Jovlon Ibrokhimov

Personal information
- Full name: Jovlon Ibrokhimov
- Date of birth: 10 December 1990 (age 35)
- Place of birth: Qarshi, Uzbekistan
- Height: 1.75 m (5 ft 9 in)
- Position: Midfielder

Team information
- Current team: Navbahor Namangan
- Number: 8

Senior career*
- Years: Team / Apps / (Gls)
- 2007: Traktor Tashkent / 9 / (0)
- 2008: Nasaf Qarshi / 4 / (0)
- 2009–2010: Lokomotiv Tashkent / 26 / (2)
- 2011–2019: Bunyodkor / 168 / (20)
- 2019: Suwon / 8 / (0)
- 2020–: Navbahor Namangan / 11 / (0)

International career^{‡}
- 2011–: Uzbekistan / 9 / (0)

= Jovlon Ibrokhimov =

Uzbekistani professional footballer (born 1990)

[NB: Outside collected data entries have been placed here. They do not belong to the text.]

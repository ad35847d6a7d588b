use anyhow::{Context, Result};
use sqlx::sqlite::{SqliteConnectOptions, SqlitePool, SqlitePoolOptions};
use sqlx::Row;
use std::path::Path;
use std::str::FromStr;
use tracing::{debug, warn};

/// A quote awaiting context
#[derive(Debug, Clone, PartialEq, Eq)]
pub struct Quote {
    pub id: i64,
    pub text: String,
    pub author: String,
}

/// A pending row as stored; text or author may be missing
#[derive(Debug, Clone, PartialEq, Eq)]
pub struct QuoteRow {
    pub id: i64,
    pub text: Option<String>,
    pub author: Option<String>,
}

impl QuoteRow {
    /// The quote, or `None` when text or author is missing or blank
    pub fn into_quote(self) -> Option<Quote> {
        let text = self.text.filter(|t| !t.trim().is_empty())?;
        let author = self.author.filter(|a| !a.trim().is_empty())?;
        Some(Quote {
            id: self.id,
            text,
            author: author.trim().to_string(),
        })
    }
}

/// Quotes table in a SQLite database with `id`, `quote`, `author` and `context` columns
pub struct QuoteStore {
    pool: SqlitePool,
    table: String,
}

impl QuoteStore {
    /// Open an existing database. The table name must be a plain SQL identifier.
    pub async fn connect(path: &Path, table: &str) -> Result<Self> {
        validate_identifier(table)?;

        let options = SqliteConnectOptions::from_str(&format!("sqlite:{}", path.display()))?
            .create_if_missing(false);

        let pool = SqlitePoolOptions::new()
            .max_connections(1)
            .connect_with(options)
            .await
            .with_context(|| format!("Failed to open quote database {}", path.display()))?;

        Self::from_pool(pool, table)
    }

    pub fn from_pool(pool: SqlitePool, table: &str) -> Result<Self> {
        validate_identifier(table)?;
        Ok(Self {
            pool,
            table: table.to_string(),
        })
    }

    pub fn pool(&self) -> &SqlitePool {
        &self.pool
    }

    /// Quotes with no context yet, ascending by id, optionally only ids after `after`
    pub async fn pending_quotes(&self, after: Option<i64>) -> Result<Vec<QuoteRow>> {
        let rows = match after {
            Some(last_id) => {
                let sql = format!(
                    "SELECT id, quote, author FROM {} WHERE context IS NULL AND id > ? ORDER BY id",
                    self.table
                );
                sqlx::query(&sql).bind(last_id).fetch_all(&self.pool).await?
            }
            None => {
                let sql = format!(
                    "SELECT id, quote, author FROM {} WHERE context IS NULL ORDER BY id",
                    self.table
                );
                sqlx::query(&sql).fetch_all(&self.pool).await?
            }
        };

        let mut quotes = Vec::with_capacity(rows.len());
        for row in rows {
            let id: i64 = row.try_get("id")?;
            let text = row.try_get::<Option<String>, _>("quote").unwrap_or_else(|e| {
                warn!("Unreadable quote text for id {}: {}", id, e);
                None
            });
            let author = row.try_get::<Option<String>, _>("author").unwrap_or_else(|e| {
                warn!("Unreadable author for id {}: {}", id, e);
                None
            });
            quotes.push(QuoteRow { id, text, author });
        }

        debug!("Fetched {} pending quotes (after {:?})", quotes.len(), after);
        Ok(quotes)
    }

    /// Store the context for quote `id`
    pub async fn set_context(&self, id: i64, context: &str) -> Result<()> {
        let sql = format!("UPDATE {} SET context = ? WHERE id = ?", self.table);
        let result = sqlx::query(&sql)
            .bind(context)
            .bind(id)
            .execute(&self.pool)
            .await
            .with_context(|| format!("Failed to update context for quote {id}"))?;

        if result.rows_affected() == 0 {
            warn!("No row updated for quote id {}", id);
        }
        Ok(())
    }

    pub async fn close(&self) {
        self.pool.close().await;
    }
}

fn validate_identifier(name: &str) -> Result<()> {
    let valid = !name.is_empty()
        && name.chars().all(|c| c.is_ascii_alphanumeric() || c == '_')
        && !name.starts_with(|c: char| c.is_ascii_digit());
    if !valid {
        anyhow::bail!("Invalid table name: {name:?}");
    }
    Ok(())
}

Jovlon Ibrokhimov (Жавлон Ибрагимов; born 10 December 1990) is an Uzbekistani professional footballer who currently plays as a midfielder for PFC Navbahor Namangan.

==Career==
===Club===
On 24 February 2011 FC Bunyodkors site presented and announced Jovlon Ibrokhimov as Bunyodkor's player for Season 2011.

On 18 February 2019, FC Bunyodkor announced that Ibrokhimov had joined Suwon.

===International===
Ibrokhimov has made appearances for the Uzbekistan national football team in the 2014 FIFA World Cup qualifying rounds.